Debussy jouait son piano sans marteau, Konstantin Emelyanov ne suit pas son exemple : des marteaux, son piano en regorge sans qu’ils saturent le grand cadre de son Yamaha auquel il reste fidèle depuis son premier album pour Melodiya consacré à Tchaikovski (et devenu introuvable depuis la guerre génocidaire entreprise par la Russie envers l’Ukraine).

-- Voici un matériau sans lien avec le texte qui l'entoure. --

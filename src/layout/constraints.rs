use super::log::LayoutLog;
use super::Rect;

/// Tolerance for bounds and overlap checks (canvas units).
pub const EPSILON: f64 = 0.1;

/// Absolute floor for a node's width, applied after min-size clamping.
pub const MIN_NODE_WIDTH: f64 = 8.0;

/// Absolute floor for a node's height, applied after min-size clamping.
pub const MIN_NODE_HEIGHT: f64 = 8.0;

/// Area ratio (node / container) at which a node gets the full base padding.
pub const PADDING_RAMP_AREA_RATIO: f64 = 0.2;

/// Upper bound on overlap-repair passes.
pub const MAX_OVERLAP_PASSES: usize = 10;

/// Below this fraction of the min size an extent gets clamped back up.
const MIN_SIZE_TRIGGER: f64 = 0.6;

/// A uniform fit-to-container scale below this tries a shift first.
const MIN_FIT_SCALE: f64 = 0.5;

/// How overlap repair ended.
#[derive(Debug, Clone, Copy, PartialEq, Eq)]
pub struct RepairOutcome {
    /// Passes run. Includes the final clean pass when one was needed to see
    /// that nothing overlaps.
    pub passes: usize,
    /// `true` when no overlaps remain, even if the last allowed pass was the
    /// one that cleared them.
    pub converged: bool,
}

/// Padding for a node of `area` inside a container of `container_area`.
///
/// Ramps linearly from half of `base` (vanishing nodes) to all of it (nodes
/// covering `PADDING_RAMP_AREA_RATIO` of the container or more).
pub fn scaled_padding(area: f64, container_area: f64, base: f64) -> f64 {
    if container_area <= 0.0 {
        return base * 0.5;
    }
    let ratio = (area / container_area).clamp(0.0, 1.0);
    let t = (ratio / PADDING_RAMP_AREA_RATIO).min(1.0);
    base * (0.5 + 0.5 * t)
}

/// Stage A for one node: pad, clamp to min size, enforce floors, fit inside
/// the container.
pub fn shrink_and_clamp(raw: Rect, width: f64, height: f64, base_padding: f64, min_size: f64) -> Rect {
    let pad = scaled_padding(raw.area(), width * height, base_padding);
    let half = pad / 2.0;

    let mut r = Rect::new(
        raw.x + half,
        raw.y + half,
        (raw.width - pad).max(0.0),
        (raw.height - pad).max(0.0),
    );

    // Small extents give up their trailing padding before anything else.
    let trigger = MIN_SIZE_TRIGGER * min_size;
    if r.width < trigger {
        r.width = min_size.min((raw.width - half).max(0.0));
    }
    if r.height < trigger {
        r.height = min_size.min((raw.height - half).max(0.0));
    }

    r.width = r.width.max(MIN_NODE_WIDTH);
    r.height = r.height.max(MIN_NODE_HEIGHT);

    fit_container(&mut r, half, width, height);
    r
}

fn fit_scale(r: &Rect, width: f64, height: f64) -> f64 {
    let sx = if r.right() > width && r.width > 0.0 {
        (width - r.x) / r.width
    } else {
        1.0
    };
    let sy = if r.bottom() > height && r.height > 0.0 {
        (height - r.y) / r.height
    } else {
        1.0
    };
    sx.min(sy).clamp(0.0, 1.0)
}

/// Pull a node that spills over the right or bottom edge back inside.
///
/// `offset` is the node's own padding inset; a node may slide left/up by at
/// most that much when plain scaling would more than halve it.
fn fit_container(r: &mut Rect, offset: f64, width: f64, height: f64) {
    if r.right() <= width && r.bottom() <= height {
        return;
    }

    let mut scale = fit_scale(r, width, height);
    if scale < MIN_FIT_SCALE {
        if r.right() > width {
            let shift = (r.right() - width).min(offset).min(r.x).max(0.0);
            r.x -= shift;
        }
        if r.bottom() > height {
            let shift = (r.bottom() - height).min(offset).min(r.y).max(0.0);
            r.y -= shift;
        }
        scale = fit_scale(r, width, height);
    }

    if scale < 1.0 {
        r.width *= scale;
        r.height *= scale;
    }
}

/// Stage B: nudge colliding rects apart, at most `MAX_OVERLAP_PASSES` times.
///
/// Each pass moves every rect at most once, away from the first neighbour it
/// collides with, to whichever of the four sides is closest and still inside
/// the container. Chains of collisions therefore need several passes.
pub fn resolve_overlaps(
    rects: &mut [Rect],
    width: f64,
    height: f64,
    gap: f64,
    log: &dyn LayoutLog,
) -> RepairOutcome {
    resolve_overlaps_within(rects, width, height, gap, MAX_OVERLAP_PASSES, log)
}

fn first_overlap(rects: &[Rect], i: usize) -> Option<Rect> {
    let a = rects[i];
    rects
        .iter()
        .enumerate()
        .find(|&(j, other)| j != i && a.overlaps(other))
        .map(|(_, other)| *other)
}

fn resolve_overlaps_within(
    rects: &mut [Rect],
    width: f64,
    height: f64,
    gap: f64,
    max_passes: usize,
    log: &dyn LayoutLog,
) -> RepairOutcome {
    for pass in 1..=max_passes {
        let mut found = 0usize;

        for i in 0..rects.len() {
            let a = rects[i];
            let Some(b) = first_overlap(rects, i) else {
                continue;
            };
            found += 1;

            let candidates = [
                Rect { x: b.right() + gap, ..a },
                Rect { y: b.bottom() + gap, ..a },
                Rect { x: b.x - gap - a.width, ..a },
                Rect { y: b.y - gap - a.height, ..a },
            ];
            let best = candidates
                .into_iter()
                .filter(|c| c.fits_within(width, height))
                .min_by(|p, q| {
                    let dp = (p.x - a.x).abs() + (p.y - a.y).abs();
                    let dq = (q.x - a.x).abs() + (q.y - a.y).abs();
                    dp.total_cmp(&dq)
                });

            match best {
                Some(moved) => rects[i] = moved,
                None => log.debug(format_args!(
                    "overlap repair: no in-bounds move for rect {} at ({:.1}, {:.1})",
                    i, a.x, a.y
                )),
            }
        }

        log.debug(format_args!("overlap repair pass {}: {} overlaps", pass, found));
        if found == 0 {
            return RepairOutcome {
                passes: pass,
                converged: true,
            };
        }
    }

    // The last pass may have cleared the final collision without a clean pass after it.
    let converged = (0..rects.len()).all(|i| first_overlap(rects, i).is_none());
    if !converged {
        log.warn(format_args!(
            "overlap repair stopped after {} passes with overlaps remaining",
            max_passes
        ));
    }
    RepairOutcome {
        passes: max_passes,
        converged,
    }
}

/// Run both stages over raw squarified rects, in place.
pub fn apply_constraints(
    rects: &mut [Rect],
    width: f64,
    height: f64,
    base_padding: f64,
    min_size: f64,
    log: &dyn LayoutLog,
) -> RepairOutcome {
    for r in rects.iter_mut() {
        *r = shrink_and_clamp(*r, width, height, base_padding, min_size);
    }
    resolve_overlaps(rects, width, height, base_padding / 2.0, log)
}
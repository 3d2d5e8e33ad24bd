/// Diagnostic tool to verify requirements → layout → constraint pipeline
use anyhow::Context;
use reqmap::estimate::{self, format_effort, Requirement};
use reqmap::layout::diagnostics::diagnose;
use reqmap::layout::log::TracingLog;
use reqmap::layout::{layout_with_log, resolve_height, LayoutConfig};

const SAMPLE: &str = "\
REQ-101,21,Single sign-on,critical,very-complex
REQ-102,13,Estimate import,high,complex
REQ-103,8,Priority filters,medium,moderate
REQ-104,8,Effort rollup,high,moderate
REQ-105,5,Relation editor,medium,complex
REQ-106,3,Badge styling,low,simple
REQ-107,2,CSV export,low,simple
REQ-108,0.5,Tooltip copy,low,simple
";

fn main() -> anyhow::Result<()> {
    tracing_subscriber::fmt()
        .with_env_filter(
            tracing_subscriber::EnvFilter::from_default_env()
                .add_directive("reqmap=debug".parse()?),
        )
        .init();

    let mut args = std::env::args().skip(1);
    let source = args.next();
    let width: f64 = match args.next() {
        Some(raw) => raw.parse::<f64>().with_context(|| format!("bad width '{}'", raw))?,
        None => 1280.0,
    };
    let height: f64 = match args.next() {
        Some(raw) => raw.parse::<f64>().with_context(|| format!("bad height '{}'", raw))?,
        None => 0.0,
    };

    let text = match &source {
        Some(path) => std::fs::read_to_string(path).with_context(|| format!("reading {}", path))?,
        None => SAMPLE.to_string(),
    };
    let requirements = estimate::parse_requirements(&text)?;

    println!("=== DIAGNOSTIC: Requirements → Treemap Layout ===");
    println!("Source: {}", source.as_deref().unwrap_or("(built-in sample)"));
    println!("\n[1] Parsed {} requirements", requirements.len());

    let config = LayoutConfig::default();
    let items = estimate::to_items(&requirements);
    let placeable = items.iter().filter(|item| item.is_placeable()).count();
    let Some(canvas_h) = resolve_height(placeable, width, height, &config) else {
        println!("\n✗ Canvas {:.0}x{:.0} cannot be laid out", width, height);
        return Ok(());
    };
    println!("\n[2] Canvas: {:.0}x{:.0}", width, canvas_h);

    let nodes = layout_with_log(&items, width, canvas_h, &config, &TracingLog);
    println!("\n[3] Layout computed: {} nodes", nodes.len());

    for node in &nodes {
        let req: &Requirement = &node.payload;
        println!(
            "    '{}' {} [{} / {}] - rect: {:.1}x{:.1} at ({:.1}, {:.1}) - {:?}",
            req.title,
            format_effort(req.effort_days),
            req.priority,
            req.complexity,
            node.rect.width,
            node.rect.height,
            node.rect.x,
            node.rect.y,
            node.variant()
        );
    }

    let report = diagnose(&nodes, width, canvas_h, &config);
    println!("\n[4] Checking for anomalies:");
    println!("    Overlapping pairs:     {}", report.overlaps);
    println!("    Out of bounds:         {}", report.out_of_bounds);
    println!("    Aspect > {:.1}:          {}", config.max_aspect_ratio, report.aspect_violations);
    println!("    Proportionality error: {:.4}", report.proportionality_error);
    println!("    {}", if report.is_clean() { "✓ clean" } else { "✗ needs attention" });

    Ok(())
}
use super::constraints::EPSILON;
use super::{LayoutConfig, Node};

/// Advisory quality report for a finished layout. Computing it never changes
/// the nodes.
#[derive(Debug, Clone, Default, PartialEq)]
pub struct LayoutReport {
    /// Unordered node pairs whose rects intersect.
    pub overlaps: usize,
    /// Nodes that poke outside the canvas by more than `EPSILON`.
    pub out_of_bounds: usize,
    /// Mean absolute difference between each node's share of total area and
    /// its share of total value, in `[0, 1]`.
    pub proportionality_error: f64,
    /// Nodes whose long/short side ratio exceeds `max_aspect_ratio`.
    pub aspect_violations: usize,
}

impl LayoutReport {
    pub fn is_clean(&self) -> bool {
        self.overlaps == 0 && self.out_of_bounds == 0
    }
}

pub fn diagnose<P>(nodes: &[Node<P>], width: f64, height: f64, config: &LayoutConfig) -> LayoutReport {
    let mut report = LayoutReport::default();
    if nodes.is_empty() {
        return report;
    }

    for (i, a) in nodes.iter().enumerate() {
        report.overlaps += nodes[i + 1..]
            .iter()
            .filter(|b| a.rect.overlaps(&b.rect))
            .count();
        if !a.rect.fits_within(width, height) {
            report.out_of_bounds += 1;
        }
        let long = a.rect.width.max(a.rect.height);
        let short = a.rect.width.min(a.rect.height);
        if short <= 0.0 || long / short > config.max_aspect_ratio {
            report.aspect_violations += 1;
        }
    }

    let total_value: f64 = nodes.iter().map(|n| n.value).sum();
    let total_area: f64 = nodes.iter().map(|n| n.rect.area()).sum();
    if total_value > 0.0 && total_area > EPSILON {
        let drift: f64 = nodes
            .iter()
            .map(|n| (n.rect.area() / total_area - n.value / total_value).abs())
            .sum();
        report.proportionality_error = drift / nodes.len() as f64;
    }

    report
}

#[cfg(test)]
mod tests {
    use super::*;
    use crate::layout::Rect;
    use compact_str::CompactString;

    fn node(id: &str, value: f64, rect: Rect) -> Node<()> {
        Node {
            id: CompactString::new(id),
            value,
            payload: (),
            rect,
        }
    }

    #[test]
    fn counts_problems() {
        let nodes = vec![
            node("a", 1.0, Rect::new(0.0, 0.0, 50.0, 50.0)),
            node("b", 1.0, Rect::new(25.0, 25.0, 50.0, 50.0)),
            node("c", 1.0, Rect::new(90.0, 0.0, 20.0, 5.0)),
        ];
        let report = diagnose(&nodes, 100.0, 100.0, &LayoutConfig::default());
        assert_eq!(report.overlaps, 1);
        assert_eq!(report.out_of_bounds, 1);
        assert_eq!(report.aspect_violations, 1);
        assert!(!report.is_clean());
    }

    #[test]
    fn proportional_layout_has_no_drift() {
        let nodes = vec![
            node("a", 3.0, Rect::new(0.0, 0.0, 30.0, 10.0)),
            node("b", 1.0, Rect::new(30.0, 0.0, 10.0, 10.0)),
        ];
        let report = diagnose(&nodes, 40.0, 10.0, &LayoutConfig::default());
        assert!(report.proportionality_error < 1e-9);
        assert!(report.is_clean());
    }
}
use axum::{
    extract::{multipart::MultipartError, DefaultBodyLimit, Multipart, State},
    http::StatusCode,
    response::{Html, IntoResponse, Response},
    routing::{get, post},
    Json, Router,
};
use serde_json::json;

use crate::error::TutorError;
use crate::models::{ErrorBody, ImageInput, ImageMime, Question, SolveResponse};
use crate::tutor::AnswerGenerator;

const INDEX_HTML: &str = include_str!("page.html");
const MAX_UPLOAD_BYTES: usize = 20 * 1024 * 1024;

// ── Error type ───────────────────────────────────────────────────────────────

#[derive(Debug, thiserror::Error)]
pub enum WebError {
    #[error(transparent)]
    Tutor(#[from] TutorError),
    #[error("Unsupported image type {0}; upload a jpg, jpeg or png file")]
    UnsupportedImage(String),
    #[error("Upload is larger than the {} MiB limit", MAX_UPLOAD_BYTES / (1024 * 1024))]
    PayloadTooLarge,
    #[error("{0}")]
    BadRequest(String),
}

impl From<MultipartError> for WebError {
    fn from(e: MultipartError) -> Self {
        if e.status() == StatusCode::PAYLOAD_TOO_LARGE {
            WebError::PayloadTooLarge
        } else {
            WebError::BadRequest(e.body_text())
        }
    }
}

impl IntoResponse for WebError {
    fn into_response(self) -> Response {
        let (status, kind) = match &self {
            WebError::Tutor(e @ TutorError::NoInputProvided) => {
                (StatusCode::BAD_REQUEST, e.kind())
            }
            WebError::Tutor(e @ TutorError::RemoteGenerationFailed(_)) => {
                (StatusCode::BAD_GATEWAY, e.kind())
            }
            WebError::Tutor(e) => (StatusCode::INTERNAL_SERVER_ERROR, e.kind()),
            WebError::UnsupportedImage(_) => {
                (StatusCode::UNSUPPORTED_MEDIA_TYPE, "unsupported_image")
            }
            WebError::PayloadTooLarge => (StatusCode::PAYLOAD_TOO_LARGE, "payload_too_large"),
            WebError::BadRequest(_) => (StatusCode::BAD_REQUEST, "bad_request"),
        };
        let body = ErrorBody {
            detail: self.to_string(),
            kind,
        };
        (status, Json(body)).into_response()
    }
}

// ── Router ───────────────────────────────────────────────────────────────────

#[derive(Clone)]
pub struct AppState {
    pub generator: AnswerGenerator,
}

pub fn router(state: AppState) -> Router {
    Router::new()
        .route("/", get(index))
        .route("/health", get(health))
        .route("/solve", post(solve_endpoint))
        .layer(DefaultBodyLimit::max(MAX_UPLOAD_BYTES))
        .with_state(state)
}

async fn index() -> Html<&'static str> {
    Html(INDEX_HTML)
}

async fn health() -> impl IntoResponse {
    Json(json!({"status": "ok"}))
}

async fn solve_endpoint(State(state): State<AppState>, multipart: Multipart) -> Response {
    match solve(&state, multipart).await {
        Ok(answer) => {
            let response = SolveResponse {
                answer,
                model: state.generator.model_name().to_string(),
            };
            (StatusCode::OK, Json(response)).into_response()
        }
        Err(e) => {
            match &e {
                WebError::Tutor(TutorError::RemoteGenerationFailed(_)) => {
                    tracing::error!(error = %e, "solve failed")
                }
                _ => tracing::warn!(error = %e, "solve rejected"),
            }
            e.into_response()
        }
    }
}

async fn solve(state: &AppState, multipart: Multipart) -> Result<String, WebError> {
    let form = read_form(multipart).await?;
    let answer = state.generator.generate(form.image, &form.question).await?;
    Ok(answer)
}

// ── Form parsing ─────────────────────────────────────────────────────────────

struct SolveForm {
    image: Option<ImageInput>,
    question: Question,
}

/// Reads the `image` file and `question` text fields; other fields are ignored.
/// A file field with no bytes is what browsers send when nothing was chosen.
async fn read_form(mut multipart: Multipart) -> Result<SolveForm, WebError> {
    let mut image = None;
    let mut question = Question::default();

    while let Some(field) = multipart.next_field().await? {
        match field.name() {
            Some("image") => {
                let file_name = field.file_name().map(str::to_string);
                let content_type = field.content_type().map(str::to_string);
                let bytes = field.bytes().await?;
                if bytes.is_empty() {
                    continue;
                }
                let mime = ImageMime::detect(content_type.as_deref(), file_name.as_deref())
                    .ok_or_else(|| {
                        WebError::UnsupportedImage(
                            content_type
                                .or(file_name)
                                .unwrap_or_else(|| "unknown".to_string()),
                        )
                    })?;
                image = Some(ImageInput::new(bytes.to_vec(), mime));
            }
            Some("question") => {
                question = Question::new(field.text().await?);
            }
            _ => {}
        }
    }

    Ok(SolveForm { image, question })
}
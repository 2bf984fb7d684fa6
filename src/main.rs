use std::sync::Arc;

mod config;
mod error;
mod gemini;
mod models;
mod tutor;
mod web;

use config::Config;
use gemini::GeminiClient;
use tutor::AnswerGenerator;
use web::AppState;

#[tokio::main]
async fn main() {
    // A missing .env file is fine; the environment may already be set.
    let dotenv = dotenvy::dotenv();

    tracing_subscriber::fmt()
        .with_env_filter(
            tracing_subscriber::EnvFilter::try_from_default_env()
                .unwrap_or_else(|_| "info".into()),
        )
        .init();

    if let Ok(path) = dotenv {
        tracing::debug!(path = %path.display(), "loaded .env");
    }

    let config = match Config::from_env() {
        Ok(config) => config,
        Err(e) => {
            tracing::error!("{}", e);
            std::process::exit(1);
        }
    };
    tracing::info!(?config, "configuration loaded");

    let client = match GeminiClient::new(config.api_key.clone(), config.api_base.clone()) {
        Ok(client) => client,
        Err(e) => {
            tracing::error!("failed to configure Gemini API client: {}", e);
            std::process::exit(1);
        }
    };

    let state = AppState {
        generator: AnswerGenerator::new(Arc::new(client), config.model_name.clone()),
    };
    let app = web::router(state);

    let listener = match tokio::net::TcpListener::bind(config.listen_addr).await {
        Ok(listener) => listener,
        Err(e) => {
            tracing::error!("failed to bind {}: {}", config.listen_addr, e);
            std::process::exit(1);
        }
    };
    tracing::info!("listening on {}", config.listen_addr);

    if let Err(e) = axum::serve(listener, app).await {
        tracing::error!("server error: {}", e);
        std::process::exit(1);
    }
}
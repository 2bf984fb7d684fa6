// ── Error type ───────────────────────────────────────────────────────────────

#[derive(Debug, thiserror::Error)]
pub enum TutorError {
    #[error("{0} is not set; define it in a .env file or the environment")]
    ConfigurationMissing(&'static str),
    #[error("{var} is invalid: {reason}")]
    ConfigurationInvalid { var: &'static str, reason: String },
    #[error("Gemini API request failed: {0}")]
    RemoteGenerationFailed(String),
    #[error("Please upload an image first")]
    NoInputProvided,
}

impl TutorError {
    /// Stable identifier the page uses to pick the warning or error banner.
    pub fn kind(&self) -> &'static str {
        match self {
            TutorError::ConfigurationMissing(_) => "configuration_missing",
            TutorError::ConfigurationInvalid { .. } => "configuration_invalid",
            TutorError::RemoteGenerationFailed(_) => "remote_generation_failed",
            TutorError::NoInputProvided => "no_input",
        }
    }
}
use std::net::SocketAddr;

use url::Url;

use crate::error::TutorError;

// ── Constants ────────────────────────────────────────────────────────────────

pub const API_KEY_VAR: &str = "GEMINI_API_KEY";
pub const MODEL_NAME_VAR: &str = "GEMINI_MODEL_NAME";
pub const API_BASE_VAR: &str = "GEMINI_API_BASE";
pub const LISTEN_ADDR_VAR: &str = "MATH_TUTOR_ADDR";

pub const DEFAULT_MODEL_NAME: &str = "gemini-1.5-flash-latest";
pub const DEFAULT_API_BASE: &str = "https://generativelanguage.googleapis.com/v1beta";
const DEFAULT_LISTEN_ADDR: &str = "0.0.0.0:8000";

// ── Config ───────────────────────────────────────────────────────────────────

/// Process-wide settings, read once at startup and never mutated.
#[derive(Clone)]
pub struct Config {
    pub api_key: String,
    pub model_name: String,
    pub api_base: Url,
    pub listen_addr: SocketAddr,
}

impl std::fmt::Debug for Config {
    fn fmt(&self, f: &mut std::fmt::Formatter<'_>) -> std::fmt::Result {
        f.debug_struct("Config")
            .field("api_key", &"<redacted>")
            .field("model_name", &self.model_name)
            .field("api_base", &self.api_base.as_str())
            .field("listen_addr", &self.listen_addr)
            .finish()
    }
}

impl Config {
    pub fn from_env() -> Result<Self, TutorError> {
        Self::from_lookup(|name| std::env::var(name).ok())
    }

    pub fn from_lookup<F>(lookup: F) -> Result<Self, TutorError>
    where
        F: Fn(&str) -> Option<String>,
    {
        // An empty value counts as unset; whitespace is kept as given.
        let get = |name: &str| lookup(name).filter(|v| !v.is_empty());

        let api_key = get(API_KEY_VAR).ok_or(TutorError::ConfigurationMissing(API_KEY_VAR))?;
        let model_name = get(MODEL_NAME_VAR).unwrap_or_else(|| DEFAULT_MODEL_NAME.to_string());

        let api_base = get(API_BASE_VAR).unwrap_or_else(|| DEFAULT_API_BASE.to_string());
        let api_base = Url::parse(api_base.trim_end_matches('/')).map_err(|e| {
            TutorError::ConfigurationInvalid {
                var: API_BASE_VAR,
                reason: e.to_string(),
            }
        })?;
        if !matches!(api_base.scheme(), "http" | "https") {
            return Err(TutorError::ConfigurationInvalid {
                var: API_BASE_VAR,
                reason: format!("unsupported scheme '{}'", api_base.scheme()),
            });
        }

        let listen_addr = get(LISTEN_ADDR_VAR)
            .unwrap_or_else(|| DEFAULT_LISTEN_ADDR.to_string())
            .parse::<SocketAddr>()
            .map_err(|e| TutorError::ConfigurationInvalid {
                var: LISTEN_ADDR_VAR,
                reason: e.to_string(),
            })?;

        Ok(Config {
            api_key,
            model_name,
            api_base,
            listen_addr,
        })
    }
}

#[cfg(test)]
mod tests {
    use super::*;
    use std::collections::HashMap;

    fn lookup(pairs: &[(&str, &str)]) -> impl Fn(&str) -> Option<String> {
        let map: HashMap<String, String> = pairs
            .iter()
            .map(|(k, v)| (k.to_string(), v.to_string()))
            .collect();
        move |name: &str| map.get(name).cloned()
    }

    #[test]
    fn missing_api_key_is_fatal() {
        let err = Config::from_lookup(lookup(&[])).unwrap_err();
        assert!(matches!(err, TutorError::ConfigurationMissing(API_KEY_VAR)));
    }

    #[test]
    fn empty_api_key_counts_as_missing() {
        let err = Config::from_lookup(lookup(&[(API_KEY_VAR, "")])).unwrap_err();
        assert!(matches!(err, TutorError::ConfigurationMissing(_)));
    }

    #[test]
    fn whitespace_api_key_is_passed_through() {
        let config = Config::from_lookup(lookup(&[(API_KEY_VAR, "  ")])).unwrap();
        assert_eq!(config.api_key, "  ");
    }

    #[test]
    fn defaults_apply() {
        let config = Config::from_lookup(lookup(&[(API_KEY_VAR, "secret")])).unwrap();
        assert_eq!(config.api_key, "secret");
        assert_eq!(config.model_name, DEFAULT_MODEL_NAME);
        assert_eq!(config.api_base.as_str(), DEFAULT_API_BASE);
        assert_eq!(config.listen_addr, "0.0.0.0:8000".parse::<SocketAddr>().unwrap());
    }

    #[test]
    fn overrides_apply() {
        let config = Config::from_lookup(lookup(&[
            (API_KEY_VAR, "secret"),
            (MODEL_NAME_VAR, "gemini-2.0-flash"),
            (API_BASE_VAR, "http://127.0.0.1:9000/v1beta/"),
            (LISTEN_ADDR_VAR, "127.0.0.1:3000"),
        ]))
        .unwrap();
        assert_eq!(config.model_name, "gemini-2.0-flash");
        assert_eq!(config.api_base.as_str(), "http://127.0.0.1:9000/v1beta");
        assert_eq!(config.listen_addr.port(), 3000);
    }

    #[test]
    fn bad_api_base_is_rejected() {
        let err = Config::from_lookup(lookup(&[
            (API_KEY_VAR, "secret"),
            (API_BASE_VAR, "ftp://example.com"),
        ]))
        .unwrap_err();
        assert!(matches!(
            err,
            TutorError::ConfigurationInvalid { var: API_BASE_VAR, .. }
        ));
    }

    #[test]
    fn debug_output_hides_key() {
        let config = Config::from_lookup(lookup(&[(API_KEY_VAR, "secret")])).unwrap();
        assert!(!format!("{:?}", config).contains("secret"));
    }
}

La clarté est totale, on pourra crier à la radiographie qui dès Voiles fait entendre cette ponctuation de la main gauche qui devrait rester dans l’ombre. Ce qu’a vu le vent d’Ouest ravageur, spectaculaire, qui signale un virtuose de première force pas toujours accordé à la subtilité debussyste : la liberté qu’il prend dans la section médiane des Collines d’Anacapri, froissant le rythme pour un improbable tango, dit assez qu’il tient plus à sa vision qu’au texte.
Certains préludes périssent d’ennui : Des pas sur la neige vides, La Fille aux cheveux de lin décolorée. Mais La Sérénade interrompue très gitane avec sa guitare rageuse et sa cantaora, la cabriole de La Danse de Puck, le côté parade de Minstrels sont décidément bien vus.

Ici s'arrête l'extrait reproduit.